A more detailed explanation of the protocol, the exergames, and the data processing of each of the measures can be found in Goikoetxea-Sotelo & Van Hedel (12).
2.4 Statistical analysis
We analyzed the data using R 4.3.2 (RStudio Inc., Boston, USA). We used the mean values of the two measurements for each condition and intensity level, summarized the data using descriptive statistics, and checked for normality with the Shapiro–Wilk test. We performed separate statistical analyses for each load type. We applied a one-way repeated measures ANOVA for normally distributed data and a Friedman's test for non-normally distributed data to assess statistical differences among the three intensity levels. We set the alpha level at 0.05. In the case of finding significant differences, we performed the necessary post-hoc test, i.e., a t-test for normally distributed data and a Wilcoxon signed-rank test for non-normally distributed data. We included the Bonferroni correction for multiple comparisons. In addition, we also computed effect sizes for each paired comparison; Cohen's d (0.2 = small, 0.5 = medium, and 0.8 = large) in case of parametric data and Wilcoxon's r (0.1 = small, 0.3 = medium, and 0.5 = large) in case of non-parametric data.
To assess the test-retest reliability of each measure, we computed the ICCs. In line with Koo and Li (35), we applied a two-way mixed effect, absolute agreement, single rater/measurement ICC form, equivalent to the ICC (2,1) model proposed by Shrout & Fleiss (36) and reported the 95% confidence intervals. We classified ICC values below 0.50 as poor reliability, 0.50–0.75 as moderate, 0.75–0.90 as good, and above 0.90 as excellent.
3 Results
Thirty children and adolescents (19 females), with a mean age of 13.3 years (SD 2.8; range 9–19 years), participated in the study. Fourteen participants were diagnosed with cerebral palsy, eight with traumatic brain injury, four with stroke, two with a Pilocytic Astrocytoma, one with Guillan-Barré, and one with meningoencephalitis. Seventeen children predominantly trained their right arm, while thirteen predominantly trained their left arm. Data loss of intensity measures occurred due to malfunctioning of the systems or due to bad data quality. If the data loss occurred in only one session, we used the data for the comparison analysis but not for the reliability analysis (the number of datasets included for the analyses can be found in Tables 1–3).
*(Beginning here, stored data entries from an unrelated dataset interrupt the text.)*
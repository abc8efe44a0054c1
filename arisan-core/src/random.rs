//! Index selection over the remaining pool.
//!
//! Seeded draws use ChaCha12 seeded through `SeedableRng::seed_from_u64`, and
//! the index is the first `gen_range(0..len)` sample taken over `u64`. Both
//! steps are value-stable across platforms, so a recorded `(seed, pool_size)`
//! pair always replays to the same index.
//!
//! Reference values: seed 42 over a pool of 3 selects index 1 (so
//! `["Ani", "Budi", "Cici"]` yields "Budi"); over a pool of 5, seeds 0, 1, 7
//! and 12345 select 0, 3, 0 and 1.

use rand::rngs::OsRng;
use rand::{Rng, RngCore, SeedableRng};
use rand_chacha::ChaCha12Rng;

/// Source of uniform indices, either reproducible or entropy-backed
#[derive(Debug, Clone)]
pub struct RandomSource {
    rng: ChaCha12Rng,
    seed: Option<u64>,
}

impl RandomSource {
    /// Deterministic stream for the given seed
    pub fn from_seed(seed: u64) -> Self {
        Self {
            rng: ChaCha12Rng::seed_from_u64(seed),
            seed: Some(seed),
        }
    }

    /// Non-reproducible stream seeded from the OS
    pub fn from_entropy() -> Self {
        Self {
            rng: ChaCha12Rng::from_entropy(),
            seed: None,
        }
    }

    pub fn seed(&self) -> Option<u64> {
        self.seed
    }

    /// Uniform index in `[0, bound)`, or `None` when `bound` is zero
    pub fn next_index(&mut self, bound: usize) -> Option<usize> {
        if bound == 0 {
            return None;
        }
        let idx = self.rng.gen_range(0..bound as u64);
        usize::try_from(idx).ok()
    }
}

/// Pick one index of `pool`. `None` means the pool was empty.
pub fn draw_index<T>(pool: &[T], seed: Option<u64>) -> Option<usize> {
    let mut source = match seed {
        Some(seed) => RandomSource::from_seed(seed),
        None => RandomSource::from_entropy(),
    };
    let idx = source.next_index(pool.len());
    tracing::debug!(
        "Selected index {:?} of {} (seed {:?})",
        idx,
        pool.len(),
        seed
    );
    idx
}

/// Index a recorded draw should have produced
pub fn replay(seed: u64, pool_size: usize) -> Option<usize> {
    RandomSource::from_seed(seed).next_index(pool_size)
}

/// Fresh 32-bit seed for draws the caller left unseeded
pub fn generate_seed() -> u32 {
    OsRng.next_u32()
}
Tables 1, 2 show medians and interquartile ranges, the primary statistic tests, and post-hoc comparisons with effect sizes. Percentage MOVmax, and the NASA-TLX overall score and its mental and effort subscales showed statistically significant differences across the three therapy intensity levels for both conditions. Heart rate variability, %ACmax, and the NASA-TLX physical dimension showed statistically significant differences across the three therapy intensity levels for the motor condition but not for the mental condition. Skin conductance did not show statistically significant differences across therapy intensity levels for any condition (see Tables 1, 2; Figures 4–6).
Figure 4. Results of the physiological measures. The boxplots reflect the median and interquartile ranges. The stars indicate the significance level of the paired comparisons. * = p ≤ 0.05. ** = p < 0.01. *** = p < 0.001.
Figure 5. Results of the movement-based measures. The boxplots reflect the median and interquartile ranges. The stars indicate the significance level of the paired comparisons. * = p ≤ 0.05. ** = p < 0.01. *** = p < 0.001.
Figure 6. Results of the patient-reported measures. The boxplots reflect the median and interquartile ranges. The stars indicate the significance level of the paired comparisons. * = p ≤ 0.05. ** = p < 0.01. *** = p < 0.001.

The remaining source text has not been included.